Extracted records
'''
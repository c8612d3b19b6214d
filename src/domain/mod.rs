/// Domain models for the application
use chrono::{DateTime, Utc};
use serde::{Deserialize, Serialize};
use std::collections::{BTreeMap, BTreeSet};

/// Monitored airport
#[derive(Debug, Clone, PartialEq)]
pub struct Airport {
    pub code: &'static str,
    pub name: &'static str,
    pub lat: f64,
    pub lon: f64,
}

/// Named sector of bearings from an airport
#[derive(Debug, Clone, PartialEq)]
pub struct WatchRegion {
    pub name: &'static str,
    pub bearing_start: f64,
    pub bearing_end: f64,
    pub destinations: &'static [&'static str],
    pub normal: bool,
}

/// Callsign prefix of a known charter operator
#[derive(Debug, Clone, PartialEq)]
pub struct CharterOperator {
    pub prefix: &'static str,
    pub name: &'static str,
}

/// Result of classifying a bearing against the watch regions
#[derive(Debug, Clone, PartialEq)]
pub struct RegionMatch {
    pub name: String,
    pub destinations: Vec<String>,
    pub unusual: bool,
}

/// Feed query area in degrees
#[derive(Debug, Clone, Copy, PartialEq)]
pub struct BoundingBox {
    pub min_lat: f64,
    pub min_lon: f64,
    pub max_lat: f64,
    pub max_lon: f64,
}

/// One aircraft state vector as returned by the feed
#[derive(Debug, Clone, PartialEq)]
pub struct RawState {
    pub icao24: String,
    pub callsign: String,
    pub latitude: Option<f64>,
    pub longitude: Option<f64>,
    pub altitude_m: Option<f64>,
    pub velocity_ms: Option<f64>,
    pub heading: Option<f64>,
    pub vertrate: Option<f64>,
    pub on_ground: bool,
}

/// Enriched detection of one aircraft near one airport
#[derive(Debug, Clone, PartialEq, Serialize, Deserialize)]
pub struct Detection {
    pub timestamp: DateTime<Utc>,
    pub airport_code: String,
    pub airport_name: String,
    pub icao24: String,
    pub callsign: String,
    pub latitude: f64,
    pub longitude: f64,
    pub altitude_m: Option<f64>,
    pub velocity_ms: Option<f64>,
    pub heading: Option<f64>,
    pub vertrate: Option<f64>,
    pub on_ground: bool,
    pub distance_from_airport_km: f64,
    pub bearing_from_airport: f64,
    pub projected_region: String,
    pub potential_destinations: Vec<String>,
    pub unusual_destination: bool,
    pub is_charter_operator: bool,
    pub operator_name: Option<String>,
    pub unknown_callsign: bool,
    pub alerts: Vec<String>,
    pub is_alert: bool,
}

/// Longitudinal record of one airframe
#[derive(Debug, Clone, PartialEq, Serialize, Deserialize)]
pub struct AircraftProfile {
    pub icao24: String,
    pub callsigns_seen: BTreeSet<String>,
    pub airports_visited: BTreeSet<String>,
    pub first_seen: DateTime<Utc>,
    pub last_seen: DateTime<Utc>,
    pub total_detections: u64,
    pub is_charter: bool,
    pub operator: Option<String>,
}

impl AircraftProfile {
    /// New profile seeded from the first sighting. Counters start at zero,
    /// `record` is expected to be applied to the same detection afterwards.
    pub fn first_sighting(d: &Detection) -> Self {
        Self {
            icao24: d.icao24.clone(),
            callsigns_seen: BTreeSet::new(),
            airports_visited: BTreeSet::new(),
            first_seen: d.timestamp,
            last_seen: d.timestamp,
            total_detections: 0,
            is_charter: d.is_charter_operator,
            operator: d.operator_name.clone(),
        }
    }

    /// Fold one detection into the profile. Charter fields are left alone.
    pub fn record(&mut self, d: &Detection) {
        self.callsigns_seen.insert(d.callsign.clone());
        self.airports_visited.insert(d.airport_code.clone());
        self.last_seen = self.last_seen.max(d.timestamp);
        self.total_detections += 1;
    }
}

/// Persisted aircraft database keyed by icao24
pub type AircraftDatabase = BTreeMap<String, AircraftProfile>;

#[derive(Debug, Clone, Copy, PartialEq, Eq, Serialize, Deserialize)]
#[serde(rename_all = "lowercase")]
pub enum GapKind {
    Landing,
    Takeoff,
}

/// Possible landing or takeoff inferred from a detection gap
#[derive(Debug, Clone, PartialEq, Serialize, Deserialize)]
pub struct GapEvent {
    pub kind: GapKind,
    pub icao: String,
    pub callsign: String,
    pub airport: String,
    pub timestamp: DateTime<Utc>,
    pub gap_hours: f64,
    pub distance_km: f64,
    pub altitude_m: Option<f64>,
}

/// Landing and takeoff candidates of one gap run
#[derive(Debug, Clone, Default, PartialEq, Serialize, Deserialize)]
pub struct GapReport {
    pub possible_landings: Vec<GapEvent>,
    pub possible_takeoffs: Vec<GapEvent>,
}

/// Daily gap summary blob
#[derive(Debug, Clone, PartialEq, Serialize, Deserialize)]
pub struct DailySummary {
    pub date: DateTime<Utc>,
    pub possible_landings: Vec<GapEvent>,
    pub possible_takeoffs: Vec<GapEvent>,
}

#[cfg(test)]
mod tests {
    use super::*;
    use chrono::TimeZone;

    fn detection(callsign: &str, airport: &str, hour: u32) -> Detection {
        Detection {
            timestamp: Utc.with_ymd_and_hms(2025, 3, 1, hour, 0, 0).unwrap(),
            airport_code: airport.to_string(),
            airport_name: "Test Field".to_string(),
            icao24: "a1b2c3".to_string(),
            callsign: callsign.to_string(),
            latitude: 30.0,
            longitude: -100.0,
            altitude_m: Some(500.0),
            velocity_ms: None,
            heading: None,
            vertrate: None,
            on_ground: false,
            distance_from_airport_km: 1.0,
            bearing_from_airport: 10.0,
            projected_region: "UNKNOWN".to_string(),
            potential_destinations: vec![],
            unusual_destination: false,
            is_charter_operator: false,
            operator_name: None,
            unknown_callsign: false,
            alerts: vec![],
            is_alert: false,
        }
    }

    #[test]
    fn test_profile_record_keeps_last_seen_monotonic() {
        let later = detection("SWQ100", "SAT", 12);
        let earlier = detection("SWQ100", "SAT", 8);
        let mut profile = AircraftProfile::first_sighting(&later);
        profile.record(&later);
        profile.record(&earlier);
        assert_eq!(profile.last_seen, later.timestamp);
        assert!(profile.last_seen >= profile.first_seen);
        assert_eq!(profile.total_detections, 2);
    }

    #[test]
    fn test_profile_sets_serialize_sorted() {
        let mut profile = AircraftProfile::first_sighting(&detection("ZZZ1", "TUS", 1));
        profile.record(&detection("ZZZ1", "TUS", 1));
        profile.record(&detection("AAA1", "AEX", 2));
        let json = serde_json::to_value(&profile).unwrap();
        assert_eq!(json["callsigns_seen"], serde_json::json!(["AAA1", "ZZZ1"]));
        assert_eq!(json["airports_visited"], serde_json::json!(["AEX", "TUS"]));
    }
}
'''
**TASK ITEM**
Respond with only the number of lines in the data that include the string "BTreeSet".

**YOUR SOLUTION**
5